WORK TASK | Run through the records and, wherever a line holds the word "moment", return that line.

BEGIN

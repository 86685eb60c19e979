//! Restraint conditions at a node

use serde::{Deserialize, Serialize};

use crate::error::{check_len, FrameError, FrameResult};

/// Boundary condition of a single DOF
#[derive(Debug, Clone, Copy, PartialEq, Eq, Default, Serialize, Deserialize)]
pub enum Restraint {
    #[default]
    Free,
    Restrained,
}

impl Restraint {
    pub fn is_restrained(self) -> bool {
        self == Self::Restrained
    }
}

impl TryFrom<char> for Restraint {
    type Error = FrameError;

    /// 'r' = restrained, 'f' = free
    fn try_from(code: char) -> FrameResult<Self> {
        match code {
            'r' | 'R' => Ok(Self::Restrained),
            'f' | 'F' => Ok(Self::Free),
            other => Err(FrameError::InvalidInput(format!(
                "restraint code must be 'r' or 'f', got '{other}'"
            ))),
        }
    }
}

/// Per-DOF restraint flags and prescribed displacements of one node
#[derive(Debug, Clone, PartialEq, Serialize, Deserialize)]
pub struct Restraints {
    flags: Vec<Restraint>,
    displacements: Vec<f64>,
}

impl Restraints {
    /// All DOFs free
    pub fn free(ndof: usize) -> Self {
        Self {
            flags: vec![Restraint::Free; ndof],
            displacements: vec![0.0; ndof],
        }
    }

    /// All DOFs restrained
    pub fn fixed(ndof: usize) -> Self {
        Self {
            flags: vec![Restraint::Restrained; ndof],
            displacements: vec![0.0; ndof],
        }
    }

    /// Parse a code string such as "rrf" (one character per DOF)
    pub fn from_codes(codes: &str, ndof: usize) -> FrameResult<Self> {
        let flags = codes
            .chars()
            .map(Restraint::try_from)
            .collect::<FrameResult<Vec<_>>>()?;
        let mut restraints = Self::free(ndof);
        restraints.set_flags(&flags)?;
        Ok(restraints)
    }

    /// Replace the restraint flags; length must equal the node's DOF count
    pub fn set_flags(&mut self, flags: &[Restraint]) -> FrameResult<()> {
        check_len("restraint flags", self.flags.len(), flags.len())?;
        self.flags = flags.to_vec();
        Ok(())
    }

    /// Replace the prescribed displacements; length must equal the node's DOF count
    pub fn set_displacements(&mut self, displacements: &[f64]) -> FrameResult<()> {
        check_len("prescribed displacements", self.displacements.len(), displacements.len())?;
        self.displacements = displacements.to_vec();
        Ok(())
    }

    pub fn with_displacements(mut self, displacements: &[f64]) -> FrameResult<Self> {
        self.set_displacements(displacements)?;
        Ok(self)
    }

    pub fn flags(&self) -> &[Restraint] {
        &self.flags
    }

    pub fn displacements(&self) -> &[f64] {
        &self.displacements
    }

    /// Check if any DOF is restrained
    pub fn is_supported(&self) -> bool {
        self.flags.iter().any(|f| f.is_restrained())
    }

    /// Count number of restrained DOFs
    pub fn num_restrained(&self) -> usize {
        self.flags.iter().filter(|f| f.is_restrained()).count()
    }
}

#[cfg(test)]
mod tests {
    use super::*;

    #[test]
    fn test_fixed_restraints() {
        let restraints = Restraints::fixed(3);
        assert!(restraints.is_supported());
        assert_eq!(restraints.num_restrained(), 3);
    }

    #[test]
    fn test_codes() {
        let pinned = Restraints::from_codes("rrf", 3).unwrap();
        assert_eq!(
            pinned.flags(),
            &[Restraint::Restrained, Restraint::Restrained, Restraint::Free]
        );
        assert!(Restraints::from_codes("rx", 2).is_err());
        assert!(Restraints::from_codes("rr", 3).is_err());
    }

    #[test]
    fn test_length_mismatch() {
        let mut restraints = Restraints::free(3);
        assert!(restraints.set_flags(&[Restraint::Free; 2]).is_err());
        assert!(restraints.set_displacements(&[0.0; 4]).is_err());
        assert!(restraints.set_displacements(&[0.0, -0.01, 0.0]).is_ok());
        assert_eq!(restraints.displacements()[1], -0.01);
    }
}
//! Nodal load patterns and pseudo-time series

mod nodal_load;
mod time_series;

pub use nodal_load::NodalLoad;
pub use time_series::{Constant, LinearRamp, TimeSeries};
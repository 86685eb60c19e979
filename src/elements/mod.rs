//! Structural elements module

mod frame;
mod material;
mod node;
mod restraints;
mod section;
pub mod transformation;

pub use frame::{ForceRecovery, FrameElement};
pub use material::{Concrete01, ElastoPlastic, LinearElastic, Material, UniaxialMaterial};
pub use node::Node;
pub use restraints::{Restraint, Restraints};
pub use section::Section;
pub use transformation::{Transformation, TransformationKind};
//! Analysis options, Newton-Raphson solver and load control

mod load_control;
mod newton_raphson;

use std::str::FromStr;

use serde::{Deserialize, Serialize};

use crate::error::{FrameError, FrameResult};

pub use load_control::LoadControl;
pub use newton_raphson::{NewtonRaphson, SolveOutcome};

/// Norm used for the residual convergence check
#[derive(Debug, Clone, Copy, PartialEq, Eq, Default, Serialize, Deserialize)]
pub enum NormType {
    /// Euclidean norm
    #[default]
    L2,
    /// Largest absolute entry
    Inf,
}

impl FromStr for NormType {
    type Err = FrameError;

    fn from_str(s: &str) -> FrameResult<Self> {
        match s {
            "L2" | "l2" => Ok(Self::L2),
            "inf" | "Inf" | "INF" => Ok(Self::Inf),
            other => Err(FrameError::UnknownNorm(other.to_string())),
        }
    }
}

/// Options for the Newton-Raphson solver
#[derive(Debug, Clone, Copy, PartialEq, Serialize, Deserialize)]
pub struct SolverOptions {
    /// Convergence tolerance on the free-DOF residual norm
    pub tolerance: f64,
    /// Maximum iterations per solve
    pub max_iterations: usize,
    /// Residual norm
    pub norm: NormType,
}

impl Default for SolverOptions {
    fn default() -> Self {
        Self {
            tolerance: 1e-6,
            max_iterations: 20,
            norm: NormType::L2,
        }
    }
}

impl SolverOptions {
    /// Set convergence tolerance
    pub fn with_tolerance(mut self, tol: f64) -> Self {
        self.tolerance = tol;
        self
    }

    /// Set maximum iterations
    pub fn with_max_iter(mut self, max_iter: usize) -> Self {
        self.max_iterations = max_iter;
        self
    }

    /// Set residual norm
    pub fn with_norm(mut self, norm: NormType) -> Self {
        self.norm = norm;
        self
    }

    /// Reject non-positive tolerance or a zero iteration cap
    pub fn validate(&self) -> FrameResult<()> {
        if !(self.tolerance > 0.0 && self.tolerance.is_finite()) {
            return Err(FrameError::InvalidInput(format!(
                "tolerance must be positive, got {}",
                self.tolerance
            )));
        }
        if self.max_iterations == 0 {
            return Err(FrameError::InvalidInput(
                "max_iterations must be at least 1".to_string(),
            ));
        }
        Ok(())
    }
}
//! Model builders shared by the integration tests

#![allow(dead_code)]

use nonlinear_frame::prelude::*;

pub const E: f64 = 29_000.0;
pub const A: f64 = 10.0;
pub const I: f64 = 100.0;
pub const L: f64 = 120.0;

/// Horizontal cantilever fixed at node 1 with a tip load pattern at node 2
pub fn cantilever(kind: TransformationKind, tip_load: [f64; 3]) -> Model {
    let config = ModelConfig::plane_frame();
    let n1 = Node::new(1, &[0.0, 0.0], &config)
        .unwrap()
        .with_restraints(Restraints::fixed(3).flags())
        .unwrap();
    let n2 = Node::new(2, &[L, 0.0], &config)
        .unwrap()
        .with_load(&tip_load)
        .unwrap();

    let section = Section::new(Material::linear_elastic(E), A, I).unwrap();
    let element = FrameElement::new(1, &n1, &n2, section, kind).unwrap();

    Model::new(vec![n1, n2], vec![element], config).unwrap()
}

/// Vertical column fixed at the base (node 1) with a load pattern at the top (node 2)
pub fn column(kind: TransformationKind, top_load: [f64; 3]) -> Model {
    let config = ModelConfig::plane_frame();
    let n1 = Node::new(1, &[0.0, 0.0], &config)
        .unwrap()
        .with_restraints(Restraints::fixed(3).flags())
        .unwrap();
    let n2 = Node::new(2, &[0.0, L], &config)
        .unwrap()
        .with_load(&top_load)
        .unwrap();

    let section = Section::new(Material::linear_elastic(E), A, I).unwrap();
    let element = FrameElement::new(1, &n1, &n2, section, kind).unwrap();

    Model::new(vec![n1, n2], vec![element], config).unwrap()
}

/// Unit bar along X with only the end UX free, loaded axially at node 2
pub fn axial_bar(material: Material, load: f64) -> Model {
    let config = ModelConfig::plane_frame();
    let n1 = Node::new(1, &[0.0, 0.0], &config)
        .unwrap()
        .with_restraints(Restraints::from_codes("rrr", 3).unwrap().flags())
        .unwrap();
    let n2 = Node::new(2, &[1.0, 0.0], &config)
        .unwrap()
        .with_restraints(Restraints::from_codes("frr", 3).unwrap().flags())
        .unwrap()
        .with_load(&[load, 0.0, 0.0])
        .unwrap();

    let section = Section::new(material, 1.0, 1.0).unwrap();
    let element = FrameElement::new(1, &n1, &n2, section, TransformationKind::Linear).unwrap();

    Model::new(vec![n1, n2], vec![element], config).unwrap()
}

pub fn is_all_zero(model: &Model) -> bool {
    model.trial_displacement().iter().all(|&v| v == 0.0)
        && model.committed_displacement().iter().all(|&v| v == 0.0)
}
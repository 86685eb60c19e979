//! Corotational transformation for large displacements and rotations

use super::{BasicState, Chord, Geometry, Transformation, TransformationKind};
use crate::math::{Mat3x6, Mat6, Vec6};

/// Exact rigid-body kinematics of the deformed chord (small strains)
#[derive(Debug, Clone)]
pub struct Corotational {
    geometry: Geometry,
    basic: BasicState,
    trial_chord: Chord,
    committed_chord: Chord,
}

impl Corotational {
    pub fn new(geometry: Geometry) -> Self {
        let chord = Chord::undeformed(geometry.l0);
        Self {
            geometry,
            basic: BasicState::default(),
            trial_chord: chord,
            committed_chord: chord,
        }
    }

    /// Chord rotation of the current trial state
    pub fn chord_rotation(&self) -> f64 {
        self.trial_chord.beta
    }
}

impl Transformation for Corotational {
    fn kind(&self) -> TransformationKind {
        TransformationKind::Corotational
    }

    fn length(&self) -> f64 {
        self.trial_chord.length
    }

    fn tbl(&self) -> Mat3x6 {
        let (c, s) = (self.trial_chord.beta.cos(), self.trial_chord.beta.sin());
        let l = self.trial_chord.length;

        #[rustfmt::skip]
        let data = [
            -c,     -s,    0.0, c,     s,      0.0,
            -s / l, c / l, 1.0, s / l, -c / l, 0.0,
            -s / l, c / l, 0.0, s / l, -c / l, 1.0,
        ];

        Mat3x6::from_row_slice(&data)
    }

    fn geometric_matrices(&self) -> (Mat6, Mat6) {
        let (c, s) = (self.trial_chord.beta.cos(), self.trial_chord.beta.sin());
        let l = self.trial_chord.length;
        let (ss, cc, sc) = (s * s, c * c, s * c);

        #[rustfmt::skip]
        let axial = [
             ss, -sc, 0.0, -ss,  sc, 0.0,
            -sc,  cc, 0.0,  sc, -cc, 0.0,
            0.0, 0.0, 0.0, 0.0, 0.0, 0.0,
            -ss,  sc, 0.0,  ss, -sc, 0.0,
             sc, -cc, 0.0, -sc,  cc, 0.0,
            0.0, 0.0, 0.0, 0.0, 0.0, 0.0,
        ];

        let d = cc - ss;
        let cs2 = 2.0 * sc;

        #[rustfmt::skip]
        let moment = [
            -cs2,  d,   0.0,  cs2, -d,   0.0,
             d,    cs2, 0.0, -d,   -cs2, 0.0,
             0.0,  0.0, 0.0,  0.0,  0.0, 0.0,
             cs2, -d,   0.0, -cs2,  d,   0.0,
            -d,   -cs2, 0.0,  d,    cs2, 0.0,
             0.0,  0.0, 0.0,  0.0,  0.0, 0.0,
        ];

        (
            Mat6::from_row_slice(&axial) / l,
            Mat6::from_row_slice(&moment) / (l * l),
        )
    }

    fn update_trial(&mut self, u_global: &Vec6) {
        let ul = self.tlg() * u_global;
        self.trial_chord = Chord::from_local(self.geometry.l0, &ul);
        let ub = self
            .trial_chord
            .basic_deformation(self.geometry.l0, u_global);
        self.basic.update(ub);
    }

    fn commit_state(&mut self) {
        self.basic.commit();
        self.committed_chord = self.trial_chord;
    }

    fn reset_trial(&mut self) {
        self.basic.reset();
        self.trial_chord = self.committed_chord;
    }

    fn revert_to_start(&mut self) {
        self.basic.revert();
        self.trial_chord = Chord::undeformed(self.geometry.l0);
        self.committed_chord = self.trial_chord;
    }

    fn geometry(&self) -> &Geometry {
        &self.geometry
    }

    fn basic(&self) -> &BasicState {
        &self.basic
    }
}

END

FINISHED TASK |
        let moment = [
            Mat6::from_row_slice(&moment) / (l * l),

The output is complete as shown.